I have this number -16777216 in Int32 and its hex representation is FF000000. On right shifting this number right by 24 I get 0xFFFFFFFF and on masking by 0xFF000000 and then shifting right by 24 I get 0x000000FF.
Int32 a = -16777216;//FF000000 in hex
Int32 b = a >> 24;
Int32 c = (a & 0xFF000000) >> 24;
Why are b and c different numbers?
When you shifting a negative number to the right the bit 1 is added at the beginning, not 0. So when you shift the value 0xFF000000 to the right you get 0xFFFFFFFF (which is -1 btw.). This ensures that the negative number stays negative and not suddenly become positive because of the shift operation.

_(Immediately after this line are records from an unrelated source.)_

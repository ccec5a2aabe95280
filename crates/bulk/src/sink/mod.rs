//! Reference [`Job`](crate::Job)s for delivered blocks.
//!
//! - [`ConsoleSink`] writes one `bulk: a, b, c` line per block.
//! - [`FileSink`] persists each block to its own newly created file.

mod console;
mod file;

pub use console::*;
pub use file::*;
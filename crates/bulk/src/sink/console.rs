use crate::{Block, Executor, Job, Result, Statement};
use parking_lot::Mutex;
use std::io::Write;

/// Prefix of every line written by [`ConsoleSink`].
pub const BULK_PREFIX: &str = "bulk: ";

/// Writes each block as a single `bulk: s1, s2, ...` line.
///
/// The line is rendered before the writer is locked, so concurrent workers
/// never interleave partial lines.
#[derive(Debug)]
pub struct ConsoleSink<W> {
    output: Mutex<W>,
}

impl<W: Write + Send + 'static> ConsoleSink<W> {
    pub fn new(output: W) -> Self {
        Self {
            output: Mutex::new(output),
        }
    }
}

/// Joins statement texts with `", "`.
struct LineExecutor {
    line: String,
    empty: bool,
}

impl Executor for LineExecutor {
    fn execute(&mut self, statement: &Statement) -> Result<()> {
        if !self.empty {
            self.line.push_str(", ");
        }
        self.line.push_str(statement.text());
        self.empty = false;
        Ok(())
    }
}

impl<W: Write + Send + 'static> Job for ConsoleSink<W> {
    fn run(&self, block: &Block) -> Result<()> {
        let mut executor = LineExecutor {
            line: String::from(BULK_PREFIX),
            empty: true,
        };
        for statement in block.iter() {
            statement.execute(&mut executor)?;
        }
        executor.line.push('\n');

        let mut output = self.output.lock();
        output.write_all(executor.line.as_bytes())?;
        output.flush()?;
        Ok(())
    }
}

#[cfg(test)]
mod tests {
    use super::*;
    use crate::StatementFactory;
    use std::io;
    use std::sync::Arc;

    #[derive(Clone, Default)]
    struct SharedBuf(Arc<Mutex<Vec<u8>>>);

    impl Write for SharedBuf {
        fn write(&mut self, buf: &[u8]) -> io::Result<usize> {
            self.0.lock().extend_from_slice(buf);
            Ok(buf.len())
        }

        fn flush(&mut self) -> io::Result<()> {
            Ok(())
        }
    }

    struct Broken;

    impl Write for Broken {
        fn write(&mut self, _: &[u8]) -> io::Result<usize> {
            Err(io::Error::new(io::ErrorKind::BrokenPipe, "closed"))
        }

        fn flush(&mut self) -> io::Result<()> {
            Ok(())
        }
    }

    fn block(lines: &[&str]) -> Block {
        let factory = StatementFactory::new();
        lines.iter().map(|l| factory.create(*l)).collect()
    }

    #[test]
    fn writes_one_line_per_block() {
        let buf = SharedBuf::default();
        let sink = ConsoleSink::new(buf.clone());

        sink.run(&block(&["cmd1", "cmd2", "cmd3"])).unwrap();
        sink.run(&block(&["cmd4"])).unwrap();

        let out = String::from_utf8(buf.0.lock().clone()).unwrap();
        assert_eq!(out, "bulk: cmd1, cmd2, cmd3\nbulk: cmd4\n");
    }

    #[test]
    fn write_failure_is_returned() {
        let sink = ConsoleSink::new(Broken);
        assert!(matches!(
            sink.run(&block(&["x"])),
            Err(crate::Error::Io(e)) if e.kind() == io::ErrorKind::BrokenPipe
        ));
    }
}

However, this applies for Int32 values you have written there. But with the code
(a & 0xFF000000)
you get a result of type Int64 or long, not int (or Int32). So instead of having 0xFF000000 you actually have 0x00000000FF000000, a positive number. If you shift it to the right you get 0x00000000000000FF, which is the positive number 255.
The value 0xFF000000 is a UInt32 value. Combining it with an Int32 value with the & operator results in a Int64 value.
int a = 4;
uint b = 15;
object c = a & b;
Console.WriteLine($"{a} - {a.GetType()}");
Console.WriteLine($"{b} - {b.GetType()}");
Console.WriteLine($"{c} - {c.GetType()}");
This results in the following output:
4 - System.Int32
15 - System.UInt32
4 - System.Int64
No. This is actually not a Computer question - the number Systems themself do not allow this:
However the same Number can have a lot of possible String Representations.
In your case you seem to be mixing up 0xFF000000 and 0x000000FF? Or are just wondering why the right shifting pads with 1's? It is hard to tell.